Source records:
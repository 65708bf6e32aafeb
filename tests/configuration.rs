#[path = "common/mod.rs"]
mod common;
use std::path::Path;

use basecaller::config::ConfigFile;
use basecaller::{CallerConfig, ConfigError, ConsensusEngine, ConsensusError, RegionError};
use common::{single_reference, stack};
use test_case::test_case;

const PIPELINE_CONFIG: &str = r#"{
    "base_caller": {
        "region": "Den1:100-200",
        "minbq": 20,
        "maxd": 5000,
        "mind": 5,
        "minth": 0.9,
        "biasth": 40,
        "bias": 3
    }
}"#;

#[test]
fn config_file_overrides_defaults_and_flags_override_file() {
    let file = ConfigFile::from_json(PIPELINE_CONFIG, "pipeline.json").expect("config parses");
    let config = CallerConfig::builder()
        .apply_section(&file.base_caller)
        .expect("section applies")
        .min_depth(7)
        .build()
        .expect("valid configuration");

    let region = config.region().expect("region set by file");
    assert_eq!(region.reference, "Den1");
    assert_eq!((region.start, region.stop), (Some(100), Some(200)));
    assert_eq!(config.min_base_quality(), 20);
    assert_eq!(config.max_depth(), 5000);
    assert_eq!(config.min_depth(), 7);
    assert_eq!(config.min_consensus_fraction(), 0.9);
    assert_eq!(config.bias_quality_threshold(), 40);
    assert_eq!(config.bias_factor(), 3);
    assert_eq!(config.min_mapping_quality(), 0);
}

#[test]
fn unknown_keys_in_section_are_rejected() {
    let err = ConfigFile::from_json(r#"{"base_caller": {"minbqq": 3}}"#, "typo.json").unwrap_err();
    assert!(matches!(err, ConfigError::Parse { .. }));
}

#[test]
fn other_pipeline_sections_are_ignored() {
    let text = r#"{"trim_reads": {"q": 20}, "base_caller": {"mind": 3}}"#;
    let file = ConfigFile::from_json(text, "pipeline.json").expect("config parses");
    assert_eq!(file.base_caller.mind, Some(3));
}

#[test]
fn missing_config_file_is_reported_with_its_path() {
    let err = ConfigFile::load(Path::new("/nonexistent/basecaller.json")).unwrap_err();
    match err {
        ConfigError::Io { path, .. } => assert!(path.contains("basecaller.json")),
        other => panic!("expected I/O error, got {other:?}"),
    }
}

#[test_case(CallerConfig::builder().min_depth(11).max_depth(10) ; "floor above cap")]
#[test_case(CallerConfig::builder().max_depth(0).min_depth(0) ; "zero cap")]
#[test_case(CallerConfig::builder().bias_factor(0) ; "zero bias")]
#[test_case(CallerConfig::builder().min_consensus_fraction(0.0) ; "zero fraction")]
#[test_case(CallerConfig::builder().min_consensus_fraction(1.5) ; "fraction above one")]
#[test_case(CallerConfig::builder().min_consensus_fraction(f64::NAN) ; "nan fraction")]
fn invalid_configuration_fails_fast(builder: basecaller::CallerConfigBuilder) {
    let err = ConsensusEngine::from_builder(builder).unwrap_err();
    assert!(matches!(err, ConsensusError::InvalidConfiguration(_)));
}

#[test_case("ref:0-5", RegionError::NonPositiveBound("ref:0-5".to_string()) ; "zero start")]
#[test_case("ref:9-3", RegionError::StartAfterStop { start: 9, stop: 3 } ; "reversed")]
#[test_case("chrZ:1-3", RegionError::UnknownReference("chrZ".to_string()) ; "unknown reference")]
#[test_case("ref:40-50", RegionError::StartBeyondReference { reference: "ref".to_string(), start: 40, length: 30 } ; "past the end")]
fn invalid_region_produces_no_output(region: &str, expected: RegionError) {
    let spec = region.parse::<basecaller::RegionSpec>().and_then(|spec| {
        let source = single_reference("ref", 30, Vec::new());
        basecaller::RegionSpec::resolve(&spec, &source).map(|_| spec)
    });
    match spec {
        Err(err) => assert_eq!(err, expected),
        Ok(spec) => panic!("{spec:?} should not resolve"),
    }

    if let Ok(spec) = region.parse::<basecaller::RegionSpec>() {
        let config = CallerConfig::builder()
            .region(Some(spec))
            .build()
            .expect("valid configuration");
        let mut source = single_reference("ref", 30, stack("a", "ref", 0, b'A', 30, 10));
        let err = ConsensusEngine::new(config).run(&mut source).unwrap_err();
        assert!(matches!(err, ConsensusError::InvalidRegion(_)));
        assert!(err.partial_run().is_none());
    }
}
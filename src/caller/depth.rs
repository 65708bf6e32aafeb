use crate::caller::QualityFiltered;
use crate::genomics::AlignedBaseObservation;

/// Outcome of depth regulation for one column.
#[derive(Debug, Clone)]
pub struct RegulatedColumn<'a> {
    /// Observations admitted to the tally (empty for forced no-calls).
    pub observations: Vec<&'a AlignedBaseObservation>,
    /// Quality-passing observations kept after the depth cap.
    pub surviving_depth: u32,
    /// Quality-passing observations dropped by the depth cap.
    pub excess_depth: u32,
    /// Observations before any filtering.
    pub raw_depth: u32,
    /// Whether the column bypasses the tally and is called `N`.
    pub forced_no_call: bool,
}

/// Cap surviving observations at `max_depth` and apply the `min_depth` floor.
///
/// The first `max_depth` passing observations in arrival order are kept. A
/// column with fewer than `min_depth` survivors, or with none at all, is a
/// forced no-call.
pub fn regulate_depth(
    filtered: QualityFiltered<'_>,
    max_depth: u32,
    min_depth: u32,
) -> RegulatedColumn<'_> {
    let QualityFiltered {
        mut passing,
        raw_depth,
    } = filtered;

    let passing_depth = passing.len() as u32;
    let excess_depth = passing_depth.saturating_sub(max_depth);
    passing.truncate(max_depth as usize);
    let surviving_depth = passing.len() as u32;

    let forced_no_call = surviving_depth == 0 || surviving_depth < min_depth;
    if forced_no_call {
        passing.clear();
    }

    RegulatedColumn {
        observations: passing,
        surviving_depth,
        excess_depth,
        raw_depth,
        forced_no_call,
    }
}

• TASK GOAL:
An exact copy of every line from the one containing "let passing_depth = passing.len() as u32;" through the last line of the entries is required; please add nothing.

• RESPONSE BOX:
    let passing_depth = passing.len() as u32;
    let excess_depth = passing_depth.saturating_sub(max_depth);
    passing.truncate(max_depth as usize);
    let surviving_depth = passing.len() as u32;

    let forced_no_call = surviving_depth == 0 || surviving_depth < min_depth;
    if forced_no_call {
        passing.clear();
    }

    RegulatedColumn {
        observations: passing,
        surviving_depth,
        excess_depth,
        raw_depth,
        forced_no_call,
    }
}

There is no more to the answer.